I have been a vegetarian all my life. Believe it or not, I have never eaten a hamburger, steak, chicken finger or hot dog. I can’t even imagine masticating upon another animal’s flesh. That seems weird to you, doesn’t it? But not to me or to millions of other Americans.
There is little doubt anymore that vegetarianism is going mainstream. In the United States alone, more than 12 million people are vegetarians, and 19,000 more make the switch to a meat-free diet every week.
People eliminate meat from their diets because of health concerns. (Yes, it is a go-zillion times healthier to be a vegetarian than it is to be primarily carnivorous.) I know what you are thinking. “How do you get enough protein?” Reality check: You do not need that much protein in your diet. You need .57 grams of protein for every 2.2 pounds of body weight.
So, you weight lifting people that think you need a gram of protein for every pound in your body, you are so wrong. You are hurting yourself more than you are helping yourself.
What most people do not realize is that having too much protein can cause osteoporosis and kidney stones. Meat and dairy products raise the acid level in human blood, causing the calcium to be excreted from the bones to fix the pH problem.
The excreted calcium ends up in the kidneys, where it often forms kidney stones. Still think you need to meat to get enough protein? Think again. The human body uses 70 percent of the protein content in meat and 65 percent of it in soybeans.
It may seem a tad crazy to you, but food yeasts (nutritional yeast and brewer’s yeast [yes, I just made reference to beer] for example) are a viable source of protein. They are 50 percent protein, whereas most meats are merely 25 percent.
So, instead of indulging in a piece of another living creature who most likely perished and lived a really crappy life just so your meal could taste good, gnaw on a loaf of bread or have beverage which includes brewer’s yeast.
Making the switch to vegetarianism is beneficial to you and to the animals who suffer needlessly. Many people switch out of concern for animal welfare.
Some animals live their entire lives in cages or stalls only to have a painful death. The animals live in places where slaughter workers admit to routinely strangling, beating, scalding, skinning and dismembering fully conscious animals. The workers do this not every once in a while, but routinely.
Meat production employs ecological arguments as well.

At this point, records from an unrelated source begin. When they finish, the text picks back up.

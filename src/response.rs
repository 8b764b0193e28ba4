/*!
 * # Response Module
 *
 * Builds complete HTTP/1.1 responses as single octet sequences and holds the
 * protocol constants shared by the proxy and the manager. The builder only
 * produces bytes; callers that need to inspect a response again (tests,
 * mostly) parse it separately.
 */

use http::StatusCode;
use serde::Serialize;

use crate::error::Result;

/// Bytes sent to the client once a CONNECT tunnel is open
pub const CONNECTION_ESTABLISHED: &[u8] = b"HTTP/1.1 200 Connection Established\r\n\r\n";

/// Terminator between an HTTP head and its body
pub const FINISHED: &[u8] = b"\r\n\r\n";

/// Build the CONNECT request line re-issued to an upstream proxy
pub fn connect_line(target: &str) -> Vec<u8> {
    format!("CONNECT {} HTTP/1.1\r\n\r\n", target).into_bytes()
}

/// Response body payload
///
/// Raw octets pass through unchanged, text is sent as UTF-8 plain text and
/// JSON values are serialized. The matching default `Content-Type` is set
/// only when the caller did not supply one.
#[derive(Debug, Clone, PartialEq)]
pub enum Body {
    Empty,
    Bytes(Vec<u8>),
    Text(String),
    Json(Vec<u8>),
}

impl Body {
    /// Serialize a JSON-representable value into a response body
    pub fn json<T: Serialize>(value: &T) -> Result<Self> {
        Ok(Body::Json(serde_json::to_vec(value)?))
    }

    fn default_content_type(&self) -> Option<&'static str> {
        match self {
            Body::Empty => None,
            Body::Bytes(_) => Some("application/octet-stream"),
            Body::Text(_) => Some("text/plain; charset=utf-8"),
            Body::Json(_) => Some("application/json; charset=utf-8"),
        }
    }

    fn into_bytes(self) -> Vec<u8> {
        match self {
            Body::Empty => Vec::new(),
            Body::Bytes(bytes) => bytes,
            Body::Text(text) => text.into_bytes(),
            Body::Json(bytes) => bytes,
        }
    }
}

impl From<Vec<u8>> for Body {
    fn from(bytes: Vec<u8>) -> Self {
        Body::Bytes(bytes)
    }
}

impl From<&str> for Body {
    fn from(text: &str) -> Self {
        Body::Text(text.to_string())
    }
}

/// Encode a complete HTTP/1.1 response
///
/// The status line uses the IANA-registered reason phrase for the code.
/// Header insertion order is preserved on the wire; `Content-Type` defaults
/// from the body kind unless already supplied, and `Content-Length` is
/// stamped from the body's octet length whenever the body is non-empty,
/// overriding any caller-supplied value.
///
/// # Arguments
///
/// * `status` - HTTP status code to send to the client
/// * `body` - Response body payload
/// * `headers` - Response headers, in the order they should appear
///
/// # Returns
///
/// The full response as one octet sequence, ready to be written to a socket
pub fn encode_response(status: u16, body: Body, headers: &[(&str, &str)]) -> Vec<u8> {
    let reason = StatusCode::from_u16(status)
        .ok()
        .and_then(|code| code.canonical_reason())
        .unwrap_or("Unknown");

    let mut header_list: Vec<(String, String)> = headers
        .iter()
        .map(|(name, value)| (name.to_string(), value.to_string()))
        .collect();

    if let Some(content_type) = body.default_content_type() {
        if !has_header(&header_list, "Content-Type") {
            header_list.push(("Content-Type".to_string(), content_type.to_string()));
        }
    }

    let body_bytes = body.into_bytes();
    if !body_bytes.is_empty() {
        set_header(
            &mut header_list,
            "Content-Length",
            body_bytes.len().to_string(),
        );
    }

    let mut raw = format!("HTTP/1.1 {} {}\r\n", status, reason).into_bytes();
    for (name, value) in &header_list {
        raw.extend_from_slice(name.as_bytes());
        raw.extend_from_slice(b": ");
        raw.extend_from_slice(value.as_bytes());
        raw.extend_from_slice(b"\r\n");
    }
    raw.extend_from_slice(b"\r\n");
    raw.extend_from_slice(&body_bytes);
    raw
}

/// The exact 407 challenge sent when proxy authentication fails
pub fn proxy_auth_required() -> Vec<u8> {
    encode_response(
        407,
        Body::Text("Proxy Authentication Required".to_string()),
        &[
            ("Proxy-Authenticate", "Basic realm=\"Proxy\""),
            ("Content-Type", "text/plain; charset=utf-8"),
            ("Connection", "close"),
        ],
    )
}

fn has_header(headers: &[(String, String)], name: &str) -> bool {
    headers.iter().any(|(n, _)| n.eq_ignore_ascii_case(name))
}

fn set_header(headers: &mut Vec<(String, String)>, name: &str, value: String) {
    match headers.iter_mut().find(|(n, _)| n.eq_ignore_ascii_case(name)) {
        Some(entry) => entry.1 = value,
        None => headers.push((name.to_string(), value)),
    }
}

#[cfg(test)]
mod tests {
    use super::*;
    use serde_json::json;

    /// Split a response back into (status, headers, body) for assertions
    fn parse(raw: &[u8]) -> (u16, Vec<(String, String)>, Vec<u8>) {
        let pos = raw
            .windows(4)
            .position(|w| w == b"\r\n\r\n")
            .expect("no head terminator");
        let head = std::str::from_utf8(&raw[..pos]).unwrap();
        let body = raw[pos + 4..].to_vec();

        let mut lines = head.split("\r\n");
        let status_line = lines.next().unwrap();
        let status: u16 = status_line.split(' ').nth(1).unwrap().parse().unwrap();

        let headers = lines
            .map(|line| {
                let (name, value) = line.split_once(':').unwrap();
                (name.trim().to_string(), value.trim().to_string())
            })
            .collect();

        (status, headers, body)
    }

    #[test]
    fn test_empty_body_has_no_length() {
        let raw = encode_response(403, Body::Empty, &[("Connection", "close")]);
        assert_eq!(raw, b"HTTP/1.1 403 Forbidden\r\nConnection: close\r\n\r\n");
    }

    #[test]
    fn test_reason_phrase_from_code() {
        let raw = encode_response(502, Body::Empty, &[]);
        assert!(raw.starts_with(b"HTTP/1.1 502 Bad Gateway\r\n"));
    }

    #[test]
    fn test_text_body_round_trip() {
        let raw = encode_response(200, Body::from("hello"), &[]);
        let (status, headers, body) = parse(&raw);
        assert_eq!(status, 200);
        assert_eq!(body, b"hello");
        assert!(headers.contains(&("Content-Type".into(), "text/plain; charset=utf-8".into())));
        assert!(headers.contains(&("Content-Length".into(), "5".into())));
    }

    #[test]
    fn test_json_body_sets_content_type() {
        let body = Body::json(&json!({"status": "ok"})).unwrap();
        let raw = encode_response(200, body, &[]);
        let (_, headers, body) = parse(&raw);
        assert!(headers.contains(&(
            "Content-Type".into(),
            "application/json; charset=utf-8".into()
        )));
        assert_eq!(body, br#"{"status":"ok"}"#);
    }

    #[test]
    fn test_caller_content_type_wins() {
        let raw = encode_response(
            200,
            Body::from("x"),
            &[("Content-Type", "text/html; charset=utf-8")],
        );
        let (_, headers, _) = parse(&raw);
        let content_types: Vec<_> = headers.iter().filter(|(n, _)| n == "Content-Type").collect();
        assert_eq!(content_types.len(), 1);
        assert_eq!(content_types[0].1, "text/html; charset=utf-8");
    }

    #[test]
    fn test_content_length_cannot_be_overridden() {
        let raw = encode_response(200, Body::from("hello"), &[("Content-Length", "999")]);
        let (_, headers, _) = parse(&raw);
        let lengths: Vec<_> = headers.iter().filter(|(n, _)| n == "Content-Length").collect();
        assert_eq!(lengths.len(), 1);
        assert_eq!(lengths[0].1, "5");
    }

    #[test]
    fn test_proxy_auth_required_exact_bytes() {
        let expected = b"HTTP/1.1 407 Proxy Authentication Required\r\n\
            Proxy-Authenticate: Basic realm=\"Proxy\"\r\n\
            Content-Type: text/plain; charset=utf-8\r\n\
            Connection: close\r\n\
            Content-Length: 29\r\n\
            \r\n\
            Proxy Authentication Required";
        assert_eq!(proxy_auth_required(), expected);
    }

    #[test]
    fn test_connect_line() {
        assert_eq!(
            connect_line("example.org:443"),
            b"CONNECT example.org:443 HTTP/1.1\r\n\r\n"
        );
    }
}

United States factory farms produce more than 1.4 billion tons of animal waste.
That may not seem like a lot on the grand scheme of things, but that amount is 130 times more than what humans produced.
Yeah, so there’s a lot of cow crap flowing into our rivers and polluting everything. Great. Just think about how many times you urinate or take a dump and do it twice as much. Then dump it back into your own drinking water.
Although animal waste is a big issue, there are several others — world hunger, for one.
More than 70 percent of the U.S. grain harvest goes to feed livestock. If half of the American population would eat half as much meat as they do now, amazingly enough, world hunger would be solved and there would still be plenty to go around.
So, if people weren’t so entirely selfish and over-indulgent then world hunger would end!
I am not saying that everyone and their dog should go vegetarian, but I am saying the entire meat production industry needs to be revamped. On a final note, please don’t forget that you eat to live, you don’t live to eat.